**Directions for this task:**
What is the number of lines below that contain the string "phase"? Give it and nothing else.

**Collected data entries:**
[Start of Attachment]

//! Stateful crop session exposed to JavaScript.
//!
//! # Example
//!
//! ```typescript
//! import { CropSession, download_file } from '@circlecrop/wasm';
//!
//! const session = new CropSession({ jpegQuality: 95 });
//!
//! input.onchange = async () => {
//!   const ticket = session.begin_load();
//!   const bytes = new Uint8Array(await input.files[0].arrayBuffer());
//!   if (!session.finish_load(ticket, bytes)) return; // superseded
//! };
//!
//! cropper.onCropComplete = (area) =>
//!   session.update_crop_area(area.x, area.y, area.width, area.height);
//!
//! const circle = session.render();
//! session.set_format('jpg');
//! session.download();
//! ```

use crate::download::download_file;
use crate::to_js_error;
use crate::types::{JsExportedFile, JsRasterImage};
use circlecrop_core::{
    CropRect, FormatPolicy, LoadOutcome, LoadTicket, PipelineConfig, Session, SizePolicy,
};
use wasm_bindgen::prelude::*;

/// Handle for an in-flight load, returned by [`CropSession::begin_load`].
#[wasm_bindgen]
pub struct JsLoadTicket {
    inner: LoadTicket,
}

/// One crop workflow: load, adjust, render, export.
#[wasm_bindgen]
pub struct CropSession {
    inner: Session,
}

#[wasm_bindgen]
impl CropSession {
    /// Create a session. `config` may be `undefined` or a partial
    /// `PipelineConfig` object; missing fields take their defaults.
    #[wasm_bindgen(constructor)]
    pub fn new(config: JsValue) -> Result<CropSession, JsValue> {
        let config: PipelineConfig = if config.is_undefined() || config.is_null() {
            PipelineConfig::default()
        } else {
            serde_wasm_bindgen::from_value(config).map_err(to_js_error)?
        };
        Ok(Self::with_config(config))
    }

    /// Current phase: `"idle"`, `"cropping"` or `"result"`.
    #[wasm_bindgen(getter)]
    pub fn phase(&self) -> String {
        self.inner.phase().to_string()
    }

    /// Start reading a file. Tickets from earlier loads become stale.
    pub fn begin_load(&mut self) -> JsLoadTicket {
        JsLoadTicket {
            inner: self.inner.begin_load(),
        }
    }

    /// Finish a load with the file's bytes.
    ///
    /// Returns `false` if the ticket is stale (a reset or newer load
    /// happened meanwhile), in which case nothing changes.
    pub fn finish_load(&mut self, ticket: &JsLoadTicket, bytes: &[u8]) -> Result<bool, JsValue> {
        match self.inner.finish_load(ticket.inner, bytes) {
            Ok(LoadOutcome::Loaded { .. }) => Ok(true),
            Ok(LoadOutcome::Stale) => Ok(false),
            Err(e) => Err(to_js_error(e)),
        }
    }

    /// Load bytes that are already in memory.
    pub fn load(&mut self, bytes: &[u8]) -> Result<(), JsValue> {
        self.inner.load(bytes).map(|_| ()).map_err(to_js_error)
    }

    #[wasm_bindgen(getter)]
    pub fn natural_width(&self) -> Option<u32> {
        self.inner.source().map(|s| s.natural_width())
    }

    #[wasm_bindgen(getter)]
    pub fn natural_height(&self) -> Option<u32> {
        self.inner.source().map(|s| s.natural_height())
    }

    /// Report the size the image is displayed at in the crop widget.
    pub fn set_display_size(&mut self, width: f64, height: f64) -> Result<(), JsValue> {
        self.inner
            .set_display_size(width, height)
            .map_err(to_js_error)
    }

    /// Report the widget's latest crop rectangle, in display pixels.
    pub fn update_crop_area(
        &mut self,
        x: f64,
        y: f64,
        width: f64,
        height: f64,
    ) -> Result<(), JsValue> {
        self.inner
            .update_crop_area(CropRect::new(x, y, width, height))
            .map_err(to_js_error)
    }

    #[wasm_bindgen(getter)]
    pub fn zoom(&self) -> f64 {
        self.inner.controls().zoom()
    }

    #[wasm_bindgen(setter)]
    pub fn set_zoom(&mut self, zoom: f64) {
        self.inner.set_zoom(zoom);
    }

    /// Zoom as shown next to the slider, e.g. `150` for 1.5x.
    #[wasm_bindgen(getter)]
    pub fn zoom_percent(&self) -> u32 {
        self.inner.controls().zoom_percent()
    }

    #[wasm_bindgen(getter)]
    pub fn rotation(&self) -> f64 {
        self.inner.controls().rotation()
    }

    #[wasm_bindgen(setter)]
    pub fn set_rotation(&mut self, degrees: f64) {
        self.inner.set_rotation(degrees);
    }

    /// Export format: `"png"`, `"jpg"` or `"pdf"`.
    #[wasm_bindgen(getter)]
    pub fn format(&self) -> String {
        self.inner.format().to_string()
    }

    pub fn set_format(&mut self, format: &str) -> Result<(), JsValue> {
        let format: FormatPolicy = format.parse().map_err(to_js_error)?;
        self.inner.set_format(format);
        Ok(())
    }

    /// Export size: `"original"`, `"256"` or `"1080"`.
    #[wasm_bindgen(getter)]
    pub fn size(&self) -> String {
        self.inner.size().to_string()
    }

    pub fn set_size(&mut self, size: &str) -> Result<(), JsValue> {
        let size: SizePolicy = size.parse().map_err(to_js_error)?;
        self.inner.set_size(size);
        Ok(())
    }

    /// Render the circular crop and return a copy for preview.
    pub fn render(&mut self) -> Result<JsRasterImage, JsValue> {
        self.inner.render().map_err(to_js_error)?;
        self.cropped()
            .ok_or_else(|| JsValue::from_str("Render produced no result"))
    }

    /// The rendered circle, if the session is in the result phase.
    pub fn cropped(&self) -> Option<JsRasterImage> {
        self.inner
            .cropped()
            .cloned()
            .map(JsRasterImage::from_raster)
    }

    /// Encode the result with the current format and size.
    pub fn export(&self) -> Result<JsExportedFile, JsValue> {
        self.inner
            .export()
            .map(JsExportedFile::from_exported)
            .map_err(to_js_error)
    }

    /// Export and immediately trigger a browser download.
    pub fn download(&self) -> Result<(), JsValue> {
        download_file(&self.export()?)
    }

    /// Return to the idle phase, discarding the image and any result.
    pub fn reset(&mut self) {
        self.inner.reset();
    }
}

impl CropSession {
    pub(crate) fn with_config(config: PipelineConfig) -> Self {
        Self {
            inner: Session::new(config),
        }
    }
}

[End of Attachment]

**Output below:**
5